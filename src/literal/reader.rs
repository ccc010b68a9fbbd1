//! Read-only view over a serialized literal index dictionary, as produced
//! by [`super::writer::LiteralIndexWriter::finish`].
//!
//! Parses the `TERMS_FOOTER_POINTER` directory (`[term_count][term_len]
//! [term][data_offset][data_len]...`) into an offset table once at open
//! time, resolving each term's postings from `TERMS_DATA` by slicing at
//! `[data_offset, data_offset + data_len)`. `exact_match`/`range_match`
//! binary search the directory — the same "mmap once, binary-search the
//! index" shape as `src/sstable/mod.rs`'s block index, with term bytes in
//! place of separator keys.

use std::ops::Range;

use crate::posting::{EncodedPostingList, Union};

use super::LiteralIndexError;

struct Entry {
    term: Range<usize>,
    posting: Range<usize>,
}

/// A parsed, read-only literal index over its two serialized components.
pub struct LiteralIndexReader<'a> {
    data: &'a [u8],
    directory: &'a [u8],
    entries: Vec<Entry>,
}

impl<'a> LiteralIndexReader<'a> {
    /// Parses `data` (`TERMS_DATA`) and `directory` (`TERMS_FOOTER_POINTER`,
    /// as written by [`super::writer::LiteralIndexWriter`]) into an offset
    /// table, validating that terms are strictly ascending.
    pub fn open(data: &'a [u8], directory: &'a [u8]) -> Result<Self, LiteralIndexError> {
        if directory.len() < 4 {
            return Err(LiteralIndexError::Corrupt("truncated term count".into()));
        }
        let term_count = u32::from_le_bytes([directory[0], directory[1], directory[2], directory[3]]);
        let mut offset = 4;
        let mut entries = Vec::with_capacity(term_count as usize);

        for _ in 0..term_count {
            let term_len = read_u32(directory, offset)?;
            offset += 4;
            let term = offset..offset + term_len as usize;
            check_bounds(directory, term.end)?;
            offset = term.end;

            let data_offset = read_u32(directory, offset)? as usize;
            offset += 4;
            let data_len = read_u32(directory, offset)? as usize;
            offset += 4;
            let posting = data_offset..data_offset + data_len;
            check_bounds(data, posting.end)?;

            if let Some(prev) = entries.last() {
                let prev: &Entry = prev;
                if directory[term.clone()] <= directory[prev.term.clone()] {
                    return Err(LiteralIndexError::Corrupt(
                        "terms out of order in dictionary".into(),
                    ));
                }
            }
            entries.push(Entry { term, posting });
        }

        Ok(Self { data, directory, entries })
    }

    /// Number of distinct terms in this dictionary.
    pub fn len(&self) -> usize {
        self.entries.len()
    }

    /// Whether the dictionary holds no terms.
    pub fn is_empty(&self) -> bool {
        self.entries.is_empty()
    }

    fn term_bytes(&self, entry: &Entry) -> &'a [u8] {
        &self.directory[entry.term.clone()]
    }

    fn decode(&self, entry: &Entry) -> Result<EncodedPostingList, LiteralIndexError> {
        Ok(EncodedPostingList::decode(&self.data[entry.posting.clone()])?)
    }

    fn find(&self, term: &[u8]) -> Result<usize, usize> {
        self.entries.binary_search_by(|e| self.term_bytes(e).cmp(term))
    }

    /// Returns the posting list for an exact term match, if present.
    pub fn exact_match(&self, term: &[u8]) -> Result<Option<EncodedPostingList>, LiteralIndexError> {
        match self.find(term) {
            Ok(idx) => Ok(Some(self.decode(&self.entries[idx])?)),
            Err(_) => Ok(None),
        }
    }

    /// Returns the union of postings for every term in `[start, end)`.
    /// Pass `start = &[]` for an open lower bound and `end = None` for an
    /// open upper bound.
    pub fn range_match(
        &self,
        start: &[u8],
        end: Option<&[u8]>,
    ) -> Result<Union<'a>, LiteralIndexError> {
        let lo = self.entries.partition_point(|e| self.term_bytes(e) < start);
        let hi = match end {
            Some(end) => self.entries.partition_point(|e| self.term_bytes(e) < end),
            None => self.entries.len(),
        };

        let mut children: Vec<Box<dyn crate::posting::PostingIterator + 'a>> = Vec::new();
        for entry in &self.entries[lo..hi] {
            children.push(Box::new(self.decode(entry)?));
        }
        Ok(Union::new(children))
    }

    /// Iterates every term in ascending order, without decoding postings.
    pub fn all_terms(&self) -> impl Iterator<Item = &'a [u8]> + '_ {
        self.entries.iter().map(move |e| self.term_bytes(e))
    }
}

fn read_u32(buf: &[u8], offset: usize) -> Result<u32, LiteralIndexError> {
    let slice = buf
        .get(offset..offset + 4)
        .ok_or_else(|| LiteralIndexError::Corrupt("truncated length prefix".into()))?;
    Ok(u32::from_le_bytes([slice[0], slice[1], slice[2], slice[3]]))
}

fn check_bounds(buf: &[u8], end: usize) -> Result<(), LiteralIndexError> {
    if end > buf.len() {
        return Err(LiteralIndexError::Corrupt("entry extends past buffer end".into()));
    }
    Ok(())
}

#[cfg(test)]
mod tests {
    use super::*;
    use crate::literal::writer::LiteralIndexWriter;
    use crate::posting::PostingIterator;

    fn build(entries: &[(&[u8], &[u32])]) -> (Vec<u8>, Vec<u8>) {
        let mut writer = LiteralIndexWriter::new();
        for (term, rows) in entries {
            for &row in *rows {
                writer.add(term.to_vec(), row).unwrap();
            }
        }
        let components = writer.finish().unwrap();
        let data = components
            .iter()
            .find(|(c, _)| matches!(c, crate::segment::ComponentType::TermsData))
            .unwrap()
            .1
            .clone();
        let directory = components
            .iter()
            .find(|(c, _)| matches!(c, crate::segment::ComponentType::TermsFooterPointer))
            .unwrap()
            .1
            .clone();
        (data, directory)
    }

    #[test]
    fn exact_match_finds_term() {
        let (data, directory) = build(&[(b"alpha", &[1, 2]), (b"beta", &[3])]);
        let reader = LiteralIndexReader::open(&data, &directory).unwrap();
        let mut postings = reader.exact_match(b"alpha").unwrap().unwrap();
        assert_eq!(postings.next().unwrap(), 1);
        assert_eq!(postings.next().unwrap(), 2);
    }

    #[test]
    fn exact_match_missing_term_returns_none() {
        let (data, directory) = build(&[(b"alpha", &[1])]);
        let reader = LiteralIndexReader::open(&data, &directory).unwrap();
        assert!(reader.exact_match(b"zeta").unwrap().is_none());
    }

    #[test]
    fn range_match_unions_matching_terms() {
        let (data, directory) = build(&[(b"ant", &[1]), (b"bee", &[2]), (b"cat", &[3]), (b"dog", &[4])]);
        let reader = LiteralIndexReader::open(&data, &directory).unwrap();
        let mut union = reader.range_match(b"bee", Some(b"dog")).unwrap();
        let mut out = Vec::new();
        loop {
            let id = union.next().unwrap();
            if id == crate::posting::END_OF_STREAM {
                break;
            }
            out.push(id);
        }
        assert_eq!(out, vec![2, 3]);
    }

    #[test]
    fn all_terms_iterates_in_order() {
        let (data, directory) = build(&[(b"ant", &[1]), (b"bee", &[2])]);
        let reader = LiteralIndexReader::open(&data, &directory).unwrap();
        let terms: Vec<&[u8]> = reader.all_terms().collect();
        assert_eq!(terms, vec![b"ant".as_slice(), b"bee".as_slice()]);
    }
}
== == ==
# What is required:
Write out every entry again exactly, please, with nothing missing.

# Response to this task:
filename src/literal/reader.rs
repository ccc010b68a9fbbd1
//! Read-only view over a serialized literal index dictionary, as produced
//! by [`super::writer::LiteralIndexWriter::finish`].
//!
//! Parses the `TERMS_FOOTER_POINTER` directory (`[term_count][term_len]
//! [term][data_offset][data_len]...`) into an offset table once at open
//! time, resolving each term's postings from `TERMS_DATA` by slicing at
//! `[data_offset, data_offset + data_len)`. `exact_match`/`range_match`
//! binary search the directory — the same "mmap once, binary-search the
//! index" shape as `src/sstable/mod.rs`'s block index, with term bytes in
//! place of separator keys.

use std::ops::Range;

use crate::posting::{EncodedPostingList, Union};

use super::LiteralIndexError;

struct Entry {
    term: Range<usize>,
    posting: Range<usize>,
}

/// A parsed, read-only literal index over its two serialized components.
pub struct LiteralIndexReader<'a> {
    data: &'a [u8],
    directory: &'a [u8],
    entries: Vec<Entry>,
}

impl<'a> LiteralIndexReader<'a> {
    /// Parses `data` (`TERMS_DATA`) and `directory` (`TERMS_FOOTER_POINTER`,
    /// as written by [`super::writer::LiteralIndexWriter`]) into an offset
    /// table, validating that terms are strictly ascending.
    pub fn open(data: &'a [u8], directory: &'a [u8]) -> Result<Self, LiteralIndexError> {
        if directory.len() < 4 {
            return Err(LiteralIndexError::Corrupt("truncated term count".into()));
        }
        let term_count = u32::from_le_bytes([directory[0], directory[1], directory[2], directory[3]]);
        let mut offset = 4;
        let mut entries = Vec::with_capacity(term_count as usize);

        for _ in 0..term_count {
            let term_len = read_u32(directory, offset)?;
            offset += 4;
            let term = offset..offset + term_len as usize;
            check_bounds(directory, term.end)?;
            offset = term.end;

            let data_offset = read_u32(directory, offset)? as usize;
            offset += 4;
            let data_len = read_u32(directory, offset)? as usize;
            offset += 4;
            let posting = data_offset..data_offset + data_len;
            check_bounds(data, posting.end)?;

            if let Some(prev) = entries.last() {
                let prev: &Entry = prev;
                if directory[term.clone()] <= directory[prev.term.clone()] {
                    return Err(LiteralIndexError::Corrupt(
                        "terms out of order in dictionary".into(),
                    ));
                }
            }
            entries.push(Entry { term, posting });
        }

        Ok(Self { data, directory, entries })
    }

    /// Number of distinct terms in this dictionary.
    pub fn len(&self) -> usize {
        self.entries.len()
    }

    /// Whether the dictionary holds no terms.
    pub fn is_empty(&self) -> bool {
        self.entries.is_empty()
    }

    fn term_bytes(&self, entry: &Entry) -> &'a [u8] {
        &self.directory[entry.term.clone()]
    }

    fn decode(&self, entry: &Entry) -> Result<EncodedPostingList, LiteralIndexError> {
        Ok(EncodedPostingList::decode(&self.data[entry.posting.clone()])?)
    }

    fn find(&self, term: &[u8]) -> Result<usize, usize> {
        self.entries.binary_search_by(|e| self.term_bytes(e).cmp(term))
    }

    /// Returns the posting list for an exact term match, if present.
    pub fn exact_match(&self, term: &[u8]) -> Result<Option<EncodedPostingList>, LiteralIndexError> {
        match self.find(term) {
            Ok(idx) => Ok(Some(self.decode(&self.entries[idx])?)),
            Err(_) => Ok(None),
        }
    }

    /// Returns the union of postings for every term in `[start, end)`.
    /// Pass `start = &[]` for an open lower bound and `end = None` for an
    /// open upper bound.
    pub fn range_match(
        &self,
        start: &[u8],
        end: Option<&[u8]>,
    ) -> Result<Union<'a>, LiteralIndexError> {
        let lo = self.entries.partition_point(|e| self.term_bytes(e) < start);
        let hi = match end {
            Some(end) => self.entries.partition_point(|e| self.term_bytes(e) < end),
            None => self.entries.len(),
        };

        let mut children: Vec<Box<dyn crate::posting::PostingIterator + 'a>> = Vec::new();
        for entry in &self.entries[lo..hi] {
            children.push(Box::new(self.decode(entry)?));
        }
        Ok(Union::new(children))
    }

    /// Iterates every term in ascending order, without decoding postings.
    pub fn all_terms(&self) -> impl Iterator<Item = &'a [u8]> + '_ {
        self.entries.iter().map(move |e| self.term_bytes(e))
    }
}

fn read_u32(buf: &[u8], offset: usize) -> Result<u32, LiteralIndexError> {
    let slice = buf
        .get(offset..offset + 4)
        .ok_or_else(|| LiteralIndexError::Corrupt("truncated length prefix".into()))?;
    Ok(u32::from_le_bytes([slice[0], slice[1], slice[2], slice[3]]))
}

fn check_bounds(buf: &[u8], end: usize) -> Result<(), LiteralIndexError> {
    if end > buf.len() {
        return Err(LiteralIndexError::Corrupt("entry extends past buffer end".into()));
    }
    Ok(())
}

#[cfg(test)]
mod tests {
    use super::*;
    use crate::literal::writer::LiteralIndexWriter;
    use crate::posting::PostingIterator;

    fn build(entries: &[(&[u8], &[u32])]) -> (Vec<u8>, Vec<u8>) {
        let mut writer = LiteralIndexWriter::new();
        for (term, rows) in entries {
            for &row in *rows {
                writer.add(term.to_vec(), row).unwrap();
            }
        }
        let components = writer.finish().unwrap();
        let data = components
            .iter()
            .find(|(c, _)| matches!(c, crate::segment::ComponentType::TermsData))
            .unwrap()
            .1
            .clone();
        let directory = components
            .iter()
            .find(|(c, _)| matches!(c, crate::segment::ComponentType::TermsFooterPointer))
            .unwrap()
            .1
            .clone();
        (data, directory)
    }

    #[test]
    fn exact_match_finds_term() {
        let (data, directory) = build(&[(b"alpha", &[1, 2]), (b"beta", &[3])]);
        let reader = LiteralIndexReader::open(&data, &directory).unwrap();
        let mut postings = reader.exact_match(b"alpha").unwrap().unwrap();
        assert_eq!(postings.next().unwrap(), 1);
        assert_eq!(postings.next().unwrap(), 2);
    }

    #[test]
    fn exact_match_missing_term_returns_none() {
        let (data, directory) = build(&[(b"alpha", &[1])]);
        let reader = LiteralIndexReader::open(&data, &directory).unwrap();
        assert!(reader.exact_match(b"zeta").unwrap().is_none());
    }

    #[test]
    fn range_match_unions_matching_terms() {
        let (data, directory) = build(&[(b"ant", &[1]), (b"bee", &[2]), (b"cat", &[3]), (b"dog", &[4])]);
        let reader = LiteralIndexReader::open(&data, &directory).unwrap();
        let mut union = reader.range_match(b"bee", Some(b"dog")).unwrap();
        let mut out = Vec::new();
        loop {
            let id = union.next().unwrap();
            if id == crate::posting::END_OF_STREAM {
                break;
            }
            out.push(id);
        }
        assert_eq!(out, vec![2, 3]);
    }

    #[test]
    fn all_terms_iterates_in_order() {
        let (data, directory) = build(&[(b"ant", &[1]), (b"bee", &[2])]);
        let reader = LiteralIndexReader::open(&data, &directory).unwrap();
        let terms: Vec<&[u8]> = reader.all_terms().collect();
        assert_eq!(terms, vec![b"ant".as_slice(), b"bee".as_slice()]);
    }
}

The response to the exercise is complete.